Configuring Autoscaling for Various Machine Learning Model Types

This tutorial helps explore options for choosing the right autoscaling policy for maximum resource utilization using AWS Sagemaker.

Dec. 17, 24 · Tutorial

Likes (6)

Comment

Save

8.0K Views

AWS Sagemaker has simplified the deployment of machine learning models at scale. Configuring effective autoscaling policies is crucial for balancing performance and cost. This article aims to demonstrate how to set up various autoscaling policies using TypeScript CDK, focusing on request, memory, and CPU-based autoscaling for different ML model types.

Model Types Based on Invocation Patterns

At a high level, model deployment in SageMaker can be broken into three main categories based on invocation patterns:

1. Synchronous (Real-Time) Inference

Synchronous inference is suitable when immediate response or feedback is required by end users, such as when a website interaction is required. This approach is particularly well-suited for applications that demand quick response times with minimal delay. Examples include fraud detection in financial transactions and dynamic pricing in ride-sharing.

2. Asynchronous Inference

Asynchronous inference is ideal for handling queued requests when it is acceptable to process messages with a delay. This type of inference is preferred when the model is memory/CPU intensive and takes more than a few seconds to respond. For instance, video content moderation, analytics pipeline, and Natural Language Processing (NLP) for textbooks.

3. Batch Processing

Batch processing is ideal when data needs to be processed in chunks (batches) or at scheduled intervals. Batch processing is mostly used for non-time-sensitive tasks when you need the output to be available at periodic intervals like daily or weekly. For example, periodic recommendation updates, where an online retailer generates personalized product recommendations for its customers weekly.
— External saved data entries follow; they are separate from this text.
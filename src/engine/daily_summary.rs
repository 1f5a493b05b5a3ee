// ==========================================
// 工序执行质量追踪系统 - 每日汇总
// ==========================================
// 职责: 统计今日/昨日活动日志数量与执行产量，写入 JSON 缓存文件
// 日期边界: 按固定时区的本地零点划分，查询时换算回 UTC
// ==========================================

use crate::domain::types::ActivityKind;
use crate::engine::error::{EngineError, EngineResult};
use crate::repository::error::RepositoryResult;
use chrono::{DateTime, Duration, FixedOffset, NaiveDate, NaiveDateTime, NaiveTime, Utc};
use serde::{Deserialize, Serialize};
use std::fs;
use std::path::{Path, PathBuf};
use tracing::{debug, info, instrument};

pub const DEFAULT_SUMMARY_PATH: &str = "data/resumen_dia.json";

// ==========================================
// 汇总数据结构
// ==========================================

#[derive(Debug, Clone, PartialEq, Eq, Serialize, Deserialize)]
pub struct DaySummary {
    pub fecha: NaiveDate,
    pub indicadores: i64,
    pub procesos: i64,
    pub entradas_salidas: i64,
    pub procesos_ejecutados: i64,
    pub produccion: i64,
    pub no_conformes: i64,
}

#[derive(Debug, Clone, PartialEq, Eq, Serialize, Deserialize)]
pub struct DailySummary {
    pub hoy: DaySummary,
    pub ayer: DaySummary,
}

// ==========================================
// DailyActivitySource - 汇总数据来源
// ==========================================
// 时间参数均为 UTC，区间左闭右开
pub trait DailyActivitySource {
    /// 区间内指定类别的活动日志数
    fn count_activity(
        &self,
        kind: ActivityKind,
        from: NaiveDateTime,
        to: NaiveDateTime,
    ) -> RepositoryResult<i64>;

    /// 区间内有执行日志的执行记录的 (合格, 不合格) 合计
    fn execution_totals(&self, from: NaiveDateTime, to: NaiveDateTime)
        -> RepositoryResult<(i64, i64)>;
}

// ==========================================
// SummaryCache - 汇总缓存文件
// ==========================================
#[derive(Debug, Clone)]
pub struct SummaryCache {
    path: PathBuf,
}

impl SummaryCache {
    pub fn new(path: impl Into<PathBuf>) -> Self {
        Self { path: path.into() }
    }

    pub fn path(&self) -> &Path {
        &self.path
    }

    pub fn write(&self, summary: &DailySummary) -> EngineResult<()> {
        if let Some(parent) = self.path.parent() {
            if !parent.as_os_str().is_empty() {
                fs::create_dir_all(parent)?;
            }
        }
        let json = serde_json::to_string_pretty(summary).map_err(std::io::Error::from)?;
        fs::write(&self.path, json)?;
        Ok(())
    }

    /// 文件不存在返回 None
    pub fn read(&self) -> EngineResult<Option<DailySummary>> {
        if !self.path.exists() {
            return Ok(None);
        }
        let raw = fs::read_to_string(&self.path)?;
        let summary = serde_json::from_str(&raw).map_err(std::io::Error::from)?;
        Ok(Some(summary))
    }
}

// ==========================================
// DailySummaryService - 每日汇总服务
// ==========================================
#[derive(Debug, Clone)]
pub struct DailySummaryService {
    offset: FixedOffset,
    cache: SummaryCache,
}

impl DailySummaryService {
    pub fn new(offset: FixedOffset, cache: SummaryCache) -> Self {
        Self { offset, cache }
    }

    pub fn cache(&self) -> &SummaryCache {
        &self.cache
    }

    /// 生成今日与昨日汇总并写入缓存
    #[instrument(skip(self, source), fields(path = %self.cache.path().display()))]
    pub fn generate(
        &self,
        now: DateTime<Utc>,
        source: &dyn DailyActivitySource,
    ) -> EngineResult<DailySummary> {
        let hoy = now.with_timezone(&self.offset).date_naive();
        let ayer = hoy - Duration::days(1);

        let summary = DailySummary {
            hoy: self.summarize_day(hoy, source)?,
            ayer: self.summarize_day(ayer, source)?,
        };
        self.cache.write(&summary)?;

        info!(
            fecha = %hoy,
            procesos_ejecutados = summary.hoy.procesos_ejecutados,
            produccion = summary.hoy.produccion,
            "每日汇总已生成"
        );
        Ok(summary)
    }

    /// 读取缓存（不重新统计）
    pub fn read_cached(&self) -> EngineResult<Option<DailySummary>> {
        self.cache.read()
    }

    fn summarize_day(
        &self,
        fecha: NaiveDate,
        source: &dyn DailyActivitySource,
    ) -> EngineResult<DaySummary> {
        let (from, to) = self.day_bounds_utc(fecha);
        debug!(%fecha, %from, %to, "统计区间");

        let count = |kind| {
            source
                .count_activity(kind, from, to)
                .map_err(EngineError::SummarySource)
        };
        let (produccion, no_conformes) = source
            .execution_totals(from, to)
            .map_err(EngineError::SummarySource)?;

        Ok(DaySummary {
            fecha,
            indicadores: count(ActivityKind::Indicator)?,
            procesos: count(ActivityKind::Process)?,
            entradas_salidas: count(ActivityKind::Material)?,
            procesos_ejecutados: count(ActivityKind::Execution)?,
            produccion,
            no_conformes,
        })
    }

    /// 本地日期 → UTC 区间 [当日零点, 次日零点)
    fn day_bounds_utc(&self, fecha: NaiveDate) -> (NaiveDateTime, NaiveDateTime) {
        let shift = Duration::seconds(self.offset.local_minus_utc() as i64);
        let from = fecha.and_time(NaiveTime::MIN) - shift;
        (from, from + Duration::days(1))
    }
}
// ==========================================
// 测试辅助函数
// ==========================================
// 职责: 提供测试所需的临时数据库、应用状态、请求构造
// ==========================================

#![allow(dead_code)]

use process_conformity::app::AppState;
use process_conformity::domain::{EntradaReading, IndicatorRule, SalidaReading, Stage};
use process_conformity::{Caller, CallerRole};
use std::error::Error;
use tempfile::TempDir;

/// 创建临时目录与数据库路径
///
/// # 返回
/// - TempDir: 临时目录（需要保持存活，汇总缓存文件也写在其中）
/// - String: 数据库文件路径
pub fn create_test_db() -> Result<(TempDir, String), Box<dyn Error>> {
    let dir = TempDir::new()?;
    let db_path = dir
        .path()
        .join("process_conformity_test.db")
        .to_string_lossy()
        .to_string();
    Ok((dir, db_path))
}

/// 创建完整的测试应用状态
pub async fn create_test_state() -> (TempDir, AppState) {
    process_conformity::logging::init_test();
    let (dir, db_path) = create_test_db().unwrap();
    let state = AppState::new(db_path).await.unwrap();
    (dir, state)
}

pub fn admin() -> Caller {
    Caller {
        id: 1,
        email: "admin@planta.co".to_string(),
        role: CallerRole::Admin,
    }
}

pub fn operator() -> Caller {
    Caller {
        id: 2,
        email: "operador@planta.co".to_string(),
        role: CallerRole::Operator,
    }
}

/// 单输入单输出阶段（输入与输出同 ID）
pub fn single_stage(num_etapa: i64, material_id: i64, value: f64, rules: Vec<IndicatorRule>) -> Stage {
    Stage {
        num_etapa,
        entradas: vec![EntradaReading {
            id: material_id,
            value,
        }],
        indicadores: rules,
        salidas: vec![SalidaReading {
            id: material_id,
            value: 0.0,
        }],
    }
}
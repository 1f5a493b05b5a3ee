use crate::domain::activity_log::ActivityLog;
use crate::repository::error::{RepositoryError, RepositoryResult};
use crate::repository::timestamp::format_ts;
use rusqlite::{params, Connection};
use std::sync::{Arc, Mutex};

// ==========================================
// ActivityLogRepository - 活动日志仓储
// ==========================================
// 红线: Repository 不做业务逻辑,只做数据映射
pub struct ActivityLogRepository {
    conn: Arc<Mutex<Connection>>,
}

impl ActivityLogRepository {
    /// 创建新的活动日志仓储
    pub fn new(conn: Arc<Mutex<Connection>>) -> Self {
        Self { conn }
    }

    /// 获取数据库连接
    pub(super) fn get_conn(&self) -> RepositoryResult<std::sync::MutexGuard<Connection>> {
        self.conn
            .lock()
            .map_err(|e| RepositoryError::LockError(e.to_string()))
    }

    // ==========================================
    // 写入操作
    // ==========================================

    /// 插入活动日志
    ///
    /// # 返回
    /// - `Ok(activity_id)`: 成功插入
    /// - `Err(...)`: 数据库错误
    pub fn insert(&self, log: &ActivityLog) -> RepositoryResult<String> {
        let conn = self.get_conn()?;
        Self::insert_with_conn(&conn, log)
    }

    /// 在已有连接/事务上插入活动日志
    ///
    /// 供执行事务与目录创建事务复用，调用方负责提交
    pub fn insert_with_conn(conn: &Connection, log: &ActivityLog) -> RepositoryResult<String> {
        conn.execute(
            r#"
            INSERT INTO activity_log (
                activity_id, kind, ref_id, actor_id, description, created_at
            ) VALUES (?1, ?2, ?3, ?4, ?5, ?6)
            "#,
            params![
                log.activity_id,
                log.kind.as_str(),
                log.ref_id,
                log.actor_id,
                log.description,
                format_ts(&log.created_at),
            ],
        )?;

        Ok(log.activity_id.clone())
    }
}
// ==========================================
// 工序执行质量追踪系统 - SQLite 连接初始化
// ==========================================
// 目标:
// - 统一所有 Connection::open 的 PRAGMA 行为
// - 统一 busy_timeout，减少并发写入时的偶发 busy 错误
// - 建表幂等（CREATE TABLE IF NOT EXISTS），记录 schema_version
// ==========================================

use rusqlite::Connection;
use rusqlite::OptionalExtension;
use std::time::Duration;
use tracing::{info, warn};

/// 默认 busy_timeout（毫秒）
pub const DEFAULT_BUSY_TIMEOUT_MS: u64 = 5_000;

/// 当前代码所期望的 schema_version
pub const CURRENT_SCHEMA_VERSION: i64 = 1;

/// 配置 SQLite 连接的统一 PRAGMA
///
/// 说明：
/// - foreign_keys 需要“每个连接”单独开启
/// - busy_timeout 需要“每个连接”单独配置
pub fn configure_sqlite_connection(conn: &Connection) -> rusqlite::Result<()> {
    conn.execute_batch("PRAGMA foreign_keys = ON;")?;
    conn.busy_timeout(Duration::from_millis(DEFAULT_BUSY_TIMEOUT_MS))?;
    Ok(())
}

/// 打开 SQLite 连接并应用统一配置
pub fn open_sqlite_connection(db_path: &str) -> rusqlite::Result<Connection> {
    let conn = Connection::open(db_path)?;
    configure_sqlite_connection(&conn)?;
    Ok(conn)
}

/// 打开内存库并建表（测试用）
pub fn open_in_memory() -> rusqlite::Result<Connection> {
    let conn = Connection::open_in_memory()?;
    configure_sqlite_connection(&conn)?;
    init_schema(&conn)?;
    Ok(conn)
}

/// 读取 schema_version（若表不存在则返回 None）
pub fn read_schema_version(conn: &Connection) -> rusqlite::Result<Option<i64>> {
    let has_table: bool = conn
        .query_row(
            "SELECT 1 FROM sqlite_master WHERE type='table' AND name='schema_version' LIMIT 1",
            [],
            |_row| Ok(true),
        )
        .optional()?
        .unwrap_or(false);

    if !has_table {
        return Ok(None);
    }

    let v: Option<i64> = conn.query_row("SELECT MAX(version) FROM schema_version", [], |row| row.get(0))?;
    Ok(v)
}

/// 初始化数据库 schema（幂等）
pub fn init_schema(conn: &Connection) -> rusqlite::Result<()> {
    conn.execute_batch(
        r#"
        CREATE TABLE IF NOT EXISTS schema_version (
            version INTEGER PRIMARY KEY,
            applied_at TEXT NOT NULL DEFAULT (datetime('now'))
        );

        CREATE TABLE IF NOT EXISTS config_scope (
            scope_id TEXT PRIMARY KEY,
            scope_type TEXT NOT NULL,
            scope_key TEXT NOT NULL,
            created_at TEXT NOT NULL DEFAULT (datetime('now')),
            UNIQUE(scope_type, scope_key)
        );

        INSERT OR IGNORE INTO config_scope (scope_id, scope_type, scope_key)
        VALUES ('global', 'GLOBAL', 'global');

        CREATE TABLE IF NOT EXISTS config_kv (
            scope_id TEXT NOT NULL REFERENCES config_scope(scope_id) ON DELETE CASCADE,
            key TEXT NOT NULL,
            value TEXT NOT NULL,
            updated_at TEXT NOT NULL DEFAULT (datetime('now')),
            PRIMARY KEY (scope_id, key)
        );

        CREATE TABLE IF NOT EXISTS process_def (
            id INTEGER PRIMARY KEY AUTOINCREMENT,
            nombre TEXT NOT NULL,
            descripcion TEXT,
            num_etapas INTEGER NOT NULL DEFAULT 0,
            created_at TEXT NOT NULL DEFAULT (datetime('now'))
        );

        CREATE TABLE IF NOT EXISTS material_def (
            id INTEGER PRIMARY KEY AUTOINCREMENT,
            nombre TEXT NOT NULL,
            tipo TEXT NOT NULL,
            created_at TEXT NOT NULL DEFAULT (datetime('now'))
        );

        CREATE TABLE IF NOT EXISTS indicator_def (
            id INTEGER PRIMARY KEY AUTOINCREMENT,
            nombre TEXT NOT NULL,
            tipo TEXT NOT NULL,
            entrada_id INTEGER NOT NULL,
            created_at TEXT NOT NULL DEFAULT (datetime('now'))
        );

        CREATE TABLE IF NOT EXISTS proceso_ejecutado (
            id INTEGER PRIMARY KEY AUTOINCREMENT,
            id_proceso INTEGER NOT NULL,
            cantidad_entrada REAL NOT NULL DEFAULT 0,
            cantidad_salida REAL NOT NULL DEFAULT 0,
            conformidades INTEGER NOT NULL DEFAULT 0,
            no_conformidades INTEGER NOT NULL DEFAULT 0,
            num_etapas_con_conformidades INTEGER NOT NULL DEFAULT 0,
            tasa_de_exito REAL NOT NULL DEFAULT 0,
            created_at TEXT NOT NULL
        );

        CREATE TABLE IF NOT EXISTS execution_history (
            id_proceso_ejecutado INTEGER PRIMARY KEY
                REFERENCES proceso_ejecutado(id) ON DELETE CASCADE,
            id_proceso INTEGER NOT NULL,
            payload_json TEXT NOT NULL,
            created_at TEXT NOT NULL
        );

        CREATE TABLE IF NOT EXISTS material_ledger (
            material_id INTEGER PRIMARY KEY,
            cantidad_entrada REAL NOT NULL DEFAULT 0,
            cantidad_salida REAL NOT NULL DEFAULT 0,
            usos INTEGER NOT NULL DEFAULT 0
        );

        CREATE TABLE IF NOT EXISTS activity_log (
            activity_id TEXT PRIMARY KEY,
            kind TEXT NOT NULL,
            ref_id INTEGER NOT NULL,
            actor_id INTEGER NOT NULL DEFAULT 0,
            description TEXT NOT NULL,
            created_at TEXT NOT NULL
        );

        CREATE INDEX IF NOT EXISTS idx_activity_log_kind_time
            ON activity_log(kind, created_at);
        CREATE INDEX IF NOT EXISTS idx_proceso_ejecutado_proceso
            ON proceso_ejecutado(id_proceso);
        "#,
    )?;

    conn.execute(
        "INSERT OR IGNORE INTO schema_version (version) VALUES (?1)",
        [CURRENT_SCHEMA_VERSION],
    )?;

    Ok(())
}

/// 打开连接、建表并检查 schema_version
pub fn open_and_migrate(db_path: &str) -> rusqlite::Result<Connection> {
    let conn = open_sqlite_connection(db_path)?;
    init_schema(&conn)?;

    match read_schema_version(&conn)? {
        Some(v) if v > CURRENT_SCHEMA_VERSION => {
            warn!(
                db_version = v,
                expected = CURRENT_SCHEMA_VERSION,
                "数据库 schema_version 高于当前代码版本"
            );
        }
        v => info!(db_version = ?v, db_path, "数据库已就绪"),
    }

    Ok(conn)
}

#[cfg(test)]
mod tests {
    use super::*;

    #[test]
    fn test_init_schema_is_idempotent() {
        let conn = open_in_memory().unwrap();
        init_schema(&conn).unwrap();
        assert_eq!(read_schema_version(&conn).unwrap(), Some(CURRENT_SCHEMA_VERSION));
    }

    #[test]
    fn test_schema_version_absent_on_empty_db() {
        let conn = Connection::open_in_memory().unwrap();
        assert_eq!(read_schema_version(&conn).unwrap(), None);
    }
}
Predictive maintenance, where daily jobs are run to predict machines that are likely to fail, is another good example.

Types of Autoscaling in SageMaker With CDK

Autoscaling in SageMaker can be tailored to optimize different aspects of performance based on the model’s workload:

1. Request-Based Autoscaling

Use Case

Best for real-time (synchronous) inference models that need low latency.

Example

Scaling up during peak shopping seasons for an e-commerce recommendation model to meet high traffic.

2. Memory-Based Autoscaling

Use Case

Beneficial for memory-intensive models, such as large NLP models.

Example

Increasing instance count when memory usage exceeds 80% for image processing models that require high resolution.

3. CPU-Based Autoscaling

Use Case

Ideal for CPU-bound models that require more processing power.

Example

Scaling for high-performance recommendation engines by adjusting instance count as CPU usage reaches 75%.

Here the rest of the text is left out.